La femme dont il cite le cas, de trente ans environ, tentait d'échapper à un reproche : le reproche lui vint du dehors et ainsi le contenu réel resta intact alors que l'emplacement de toute la chose changea. Le reproche intérieur fut repoussé au-dehors.[23] Freud conçoit l'hallucination verbale comme moyen de défense contre le reproche adressé à soi-même : du reproche interne, on passe à un reproche venant de l'extérieur. En d'autres termes, ce reproche rejeté, forclos, au-dedans fait retour sous forme d'une accusation au-dehors. C'est ce déplacement - différent du déplacement de la névrose obsessionnelle - qui va permettre au psychotique l'évitement de la culpabilité. L'hallucination verbale comme phénomène élémentaire sera reprise plus loin, à travers le champ des psychoses, dans la partie sur le repérage d'effets cliniques de la forclusion.[23] Mettons toutefois l'accent un instant sur le reproche choisi par Freud comme point inaugural de l'hallucination verbale : autrement dit, une pensée forclose dans le symbolique - ie le reproche intérieur - fait retour dans le réel - ie l'accusation extérieure -. En effet, la phrase suivante du manuscrit mérite l'attention : "les gens disaient ce qu'elle se serait, sans cela, dit à elle-même."
A première
lecture, l'accent m'a semblé mis par Freud sur l'énoncé
lui-même du reproche, ce qui se dit, dans le cadre de l'opposition
intérieur/extérieur, suivant le binarisme habituel à
sa pensée, mais ce syntagme n'invite-t-il pas en fait à envisager
cette question à un autre niveau ? Au niveau du rapport du sujet
à l'énonciation : il ne s'agit pas seulement du fait que
cet énoncé du reproche soit attribué à des
gens - les gens disaient - mais plutôt, au niveau de l'énonciation,
du fait que le sujet s'exclut, décide de s'exclure de sa position
de sujet de l'énonciation, de refuser sa responsabilité quant
à l'énonciation, du fait qu'il ne s'attribue nullement cet
acte de dire.
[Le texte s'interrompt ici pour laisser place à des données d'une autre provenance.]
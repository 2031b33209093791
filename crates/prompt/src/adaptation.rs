//! Feedback-driven re-packing.
//!
//! Each feedback type maps to one strategy that adjusts the budget or the
//! candidate pool before assembly runs again. The original result is left
//! untouched; adaptation always yields a new [`ContextAdaptationResult`].

use crate::budget::TokenBudget;
use crate::builder::{ProgressiveBuildResult, ProgressiveContextBuilder};
use crate::sections::ContextSection;
use querylens_core::ContextCategory;
use serde::{Deserialize, Serialize};
use tracing::info;

const REDUCE_FACTOR: f64 = 0.7;
const EXPAND_FACTOR: f64 = 1.3;
const GROW_FACTOR: f64 = 1.5;
/// Sections below this relevance are discarded when refining.
const REFINE_MIN_RELEVANCE: f64 = 0.5;

#[derive(Debug, Clone, Copy, PartialEq, Eq, Serialize, Deserialize)]
#[serde(rename_all = "snake_case")]
pub enum FeedbackType {
    TooMuchContext,
    TooLittleContext,
    IrrelevantContext,
    MissingInformation,
    IncorrectSql,
}

#[derive(Debug, Clone, Copy, PartialEq, Eq, Serialize, Deserialize)]
#[serde(rename_all = "snake_case")]
pub enum AdaptationStrategy {
    Reduce,
    Expand,
    Refine,
    Add,
    ImproveExamples,
}

impl FeedbackType {
    pub fn strategy(&self) -> AdaptationStrategy {
        match self {
            Self::TooMuchContext => AdaptationStrategy::Reduce,
            Self::TooLittleContext => AdaptationStrategy::Expand,
            Self::IrrelevantContext => AdaptationStrategy::Refine,
            Self::MissingInformation => AdaptationStrategy::Add,
            Self::IncorrectSql => AdaptationStrategy::ImproveExamples,
        }
    }

    pub fn parse(raw: &str) -> Option<Self> {
        match raw.trim().to_lowercase().replace(['-', ' '], "_").as_str() {
            "too_much_context" => Some(Self::TooMuchContext),
            "too_little_context" => Some(Self::TooLittleContext),
            "irrelevant_context" => Some(Self::IrrelevantContext),
            "missing_information" => Some(Self::MissingInformation),
            "incorrect_sql" => Some(Self::IncorrectSql),
            _ => None,
        }
    }
}

/// Feedback on a built prompt.
#[derive(Debug, Clone, PartialEq, Serialize, Deserialize)]
pub struct ContextFeedback {
    pub feedback_type: FeedbackType,
    #[serde(default, skip_serializing_if = "Option::is_none")]
    pub comment: Option<String>,
    /// Extra candidates offered with `MissingInformation` feedback.
    #[serde(default)]
    pub additional_sections: Vec<ContextSection>,
}

impl ContextFeedback {
    pub fn new(feedback_type: FeedbackType) -> Self {
        Self {
            feedback_type,
            comment: None,
            additional_sections: Vec::new(),
        }
    }

    pub fn with_sections(mut self, sections: Vec<ContextSection>) -> Self {
        self.additional_sections = sections;
        self
    }
}

#[derive(Debug, Clone, PartialEq, Serialize, Deserialize)]
pub struct ContextAdaptationResult {
    pub feedback_type: FeedbackType,
    pub strategy: AdaptationStrategy,
    pub result: ProgressiveBuildResult,
    /// Change in context tokens versus the original result.
    pub token_delta: i64,
    pub sections_added: Vec<String>,
    pub sections_removed: Vec<String>,
}

impl ProgressiveContextBuilder {
    /// Rebuild `original` according to `feedback`.
    pub fn adapt_context_for_feedback(
        &self,
        question: &str,
        original: &ProgressiveBuildResult,
        feedback: &ContextFeedback,
    ) -> ContextAdaptationResult {
        let strategy = feedback.feedback_type.strategy();
        let (budget, candidates) = adjust(strategy, original, feedback);
        let result = self.build(question, &budget, candidates);

        let before: Vec<&str> = original.accepted.iter().map(|s| s.title.as_str()).collect();
        let after: Vec<&str> = result.accepted.iter().map(|s| s.title.as_str()).collect();
        let sections_added = after
            .iter()
            .filter(|t| !before.contains(*t))
            .map(|t| t.to_string())
            .collect();
        let sections_removed = before
            .iter()
            .filter(|t| !after.contains(*t))
            .map(|t| t.to_string())
            .collect();
        let token_delta = result.context_tokens() as i64 - original.context_tokens() as i64;

        info!(
            feedback = ?feedback.feedback_type,
            strategy = ?strategy,
            token_delta,
            "Context adapted to feedback"
        );

        ContextAdaptationResult {
            feedback_type: feedback.feedback_type,
            strategy,
            result,
            token_delta,
            sections_added,
            sections_removed,
        }
    }
}

fn adjust(
    strategy: AdaptationStrategy,
    original: &ProgressiveBuildResult,
    feedback: &ContextFeedback,
) -> (TokenBudget, Vec<ContextSection>) {
    let budget = &original.budget;
    let candidates = original.candidates();
    match strategy {
        AdaptationStrategy::Reduce => {
            // Cap below what was used so filling cannot restore the old size.
            let cap = (original.context_tokens() as f64 * REDUCE_FACTOR).floor() as usize;
            let capped = TokenBudget {
                available_context_tokens: cap.min(budget.available_context_tokens),
                ..budget.clone()
            };
            (capped.scaled(REDUCE_FACTOR), candidates)
        }
        AdaptationStrategy::Expand => (budget.scaled(EXPAND_FACTOR), candidates),
        AdaptationStrategy::Refine => {
            let refined = candidates
                .into_iter()
                .filter(|s| s.relevance_score >= REFINE_MIN_RELEVANCE)
                .collect();
            (budget.clone(), refined)
        }
        AdaptationStrategy::Add => {
            let mut pool = candidates;
            for extra in &feedback.additional_sections {
                if !pool.iter().any(|s| s.title == extra.title && s.category == extra.category) {
                    pool.push(extra.clone());
                }
            }
            let grown = ContextCategory::ALL.iter().fold(budget.clone(), |b, category| {
                let wants_more = feedback.additional_sections.iter().any(|s| s.category == *category);
                if wants_more {
                    b.shifted_toward(*category, GROW_FACTOR)
                } else {
                    b
                }
            });
            (grown, pool)
        }
        AdaptationStrategy::ImproveExamples => (
            budget.shifted_toward(ContextCategory::Examples, GROW_FACTOR),
            candidates,
        ),
    }
}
Qui parle? Au-delà de ce les gens disaient,
le sujet laisse l'Autre du langage parler, dire pour lui, d'où ce
caractère extérieur, ie qui s'impose de l'extérieur,
de l'hallucination verbale. L'élément signifiant aboli
au-dedans, comme le dira Freud à propos de Schreber, réapparaît
dans le réel, au-dehors, revient du dehors.[24] Schreber
le précise lui-même clairement dans ses Mémoires, ça
me vient parlé de l'extérieur, quand il parle de cette
véritable intrusion : ça n'a pas germé tout seul
dans ma tête., etc.[25]
Un effet de l'hallucination verbale serait de réaliser an niveau
du registre symbolique comme cette exclusion, cette non-responsabilité
du sujet de l'énonciation. C'est de cette exclusion que surgit ce
qui sera ensuite vécu sur le mode d'une intrusion. Là se
pose aussi la question du passage à l'acte, d'un franchissement
possible dans le réel : ce ne serait pas par obéissance à
l'énoncé des hallucinations verbales, mais comme ce qui résulterait
de cette décision de ne pas engager sa responsabilité au
niveau de l'acte d'énoncer, de s'en maintenir exclu lui-même,
laissant carte blanche au champ de l'Autre... Ceci permettrait alors de
saisir pourquoi c'est à l'arrêt des voix que se produit, semble-t-il,
pour certains patients, le passage à l'acte, ie à
une sorte d'arrêt de la chaîne signifiante, de point de défaut,
au
moment où le psychotique dit s'être trouvé(e), se
trouver au bord du trou, d'un gouffre, quand ça se
tait pour lui, etc.[26]
Par
ailleurs, il est à noter que cette notion d'altération/modification
du moi, Ichveränderung, sur laquelle Freud insiste à
nouveau l'année suivante dans le manuscrit K, invitant à
considérer le délire comme le début d'une altération
du moi,[33]prend dès cette époque une place
essentielle dans son élaboration théorique, question qui
persistera dans son cheminement ultérieur, et dont il suggérait
assurément la valeur conceptuelle vers la fin de ce manuscrit H,
en observant avec justesse la ténacité avec laquelle le sujet
s'accroche à son délire et la façon dont ces malades
aiment leur délire comme ils s'aiment eux-mêmes.[27]